On the decision of the learned trial Chief Judge that the plaintiffs/Appellants can still file pleadings in the normal way if they so desired, learned counsel submitted that this decision amounts to taking the matter outside the provisions of Order 23 Rule 1. He urged us to hold that this decision of the court below is not supported by the rules and therefore perverse. He also urged us to disregard it as what the learned trial Chief Judge should do was to have placed the suit under the general cause list and not to strike out the suit. Learned counsel added that striking out the suit and asking the plaintiffs/Appellants to file pleadings in the normal way amounted to putting undue hardship on them. In closing his arguments, though without any reference to his 2nd issue, learned counsel Mr. Orumen pointed out that the court below was clearly wrong in introducing the issue of filing pleadings in the normal way in respect of cases that fall under the undefended list. He referred to the case of OJO V. VICTINO FIXED ODDS LTD. 9 NWLR (PT. 673) 649 AT 660-661. He urged us to allow the appeal on the basis that the court below was wrong to have struck out the suit on the basis that this suit was not one that could be placed on the undefended list.

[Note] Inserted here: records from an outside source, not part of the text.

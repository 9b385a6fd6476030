use clap::Parser;
use std::path::PathBuf;

/// ELB Consolidation Recommender
///
/// Examines a snapshot of classic load balancers and recommends ways of
/// consolidating them into ALBs and NLBs, one set per network tier.
#[derive(Parser, Debug)]
#[command(name = "elb-consolidator", author, version, about, styles=get_styles())]
pub struct Cli {
    /// Inventory file holding the load balancers and security groups to
    /// analyze (JSON, or YAML for .yaml/.yml files)
    #[arg(long, value_name = "FILE")]
    pub inventory: PathBuf,

    /// Enable verbose output
    #[arg(short, long)]
    pub verbose: bool,

    /// Suppress log output to stdout/stderr (logs still written to file)
    #[arg(short, long)]
    pub quiet: bool,

    /// Output format: report (default), json or table
    #[arg(long, value_name = "FORMAT", default_value = "report")]
    pub output: OutputFormat,

    /// Cost of one ALB/NLB relative to one classic load balancer, used in
    /// the savings estimate (default: 0.9)
    #[arg(long, default_value = "0.9")]
    pub elbv2_cost_ratio: f64,
}

/// Output format for the consolidation results
#[derive(Debug, Clone, clap::ValueEnum)]
pub enum OutputFormat {
    /// Print a human-readable consolidation report
    Report,
    /// Output results as JSON
    Json,
    /// Display results in an interactive table (TUI)
    Table,
}

/// Set color and variants for help description
///
/// Thanks to [Praveen Perera](https://stackoverflow.com/a/76916424)
fn get_styles() -> clap::builder::Styles {
    clap::builder::Styles::styled()
        .usage(
            anstyle::Style::new()
                .bold()
                .underline()
                .fg_color(Some(anstyle::Color::Ansi(anstyle::AnsiColor::Yellow))),
        )
        .header(
            anstyle::Style::new()
                .bold()
                .underline()
                .fg_color(Some(anstyle::Color::Ansi(anstyle::AnsiColor::Yellow))),
        )
        .literal(
            anstyle::Style::new().fg_color(Some(anstyle::Color::Ansi(anstyle::AnsiColor::Green))),
        )
        .invalid(
            anstyle::Style::new()
                .bold()
                .fg_color(Some(anstyle::Color::Ansi(anstyle::AnsiColor::Red))),
        )
        .error(
            anstyle::Style::new()
                .bold()
                .fg_color(Some(anstyle::Color::Ansi(anstyle::AnsiColor::Red))),
        )
        .valid(
            anstyle::Style::new()
                .bold()
                .underline()
                .fg_color(Some(anstyle::Color::Ansi(anstyle::AnsiColor::Green))),
        )
        .placeholder(
            anstyle::Style::new().fg_color(Some(anstyle::Color::Ansi(anstyle::AnsiColor::White))),
        )
}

Also at the hearing of the appeal before us, learned counsel to the Respondent, Uche Anesoh-Anebui adopted, relied and referred to the Respondent’s brief which was deemed to have been filed on 14th April, 2005. After reproducing the provisions of Order 23 Rule 1, learned counsel to the Respondent submitted that the Appellants did not comply with its requirements. According to learned counsel, Order 23 Rule 1 requires the Appellants to file an affidavit stating the grounds upon which the Defendant is believed to have no defence. Learned counsel referred to a part of the ruling of the trial court at page 52 of the record of appeal. While agreeing with the view of the court below, learned counsel pointed out that the Appellants confused the affidavit required in support of the application setting forth the grounds upon which the claim is based and stating that in the deponents belief the Defendant has no defence thereto whatsoever with an ordinary affidavit in support of an ex-parte motion.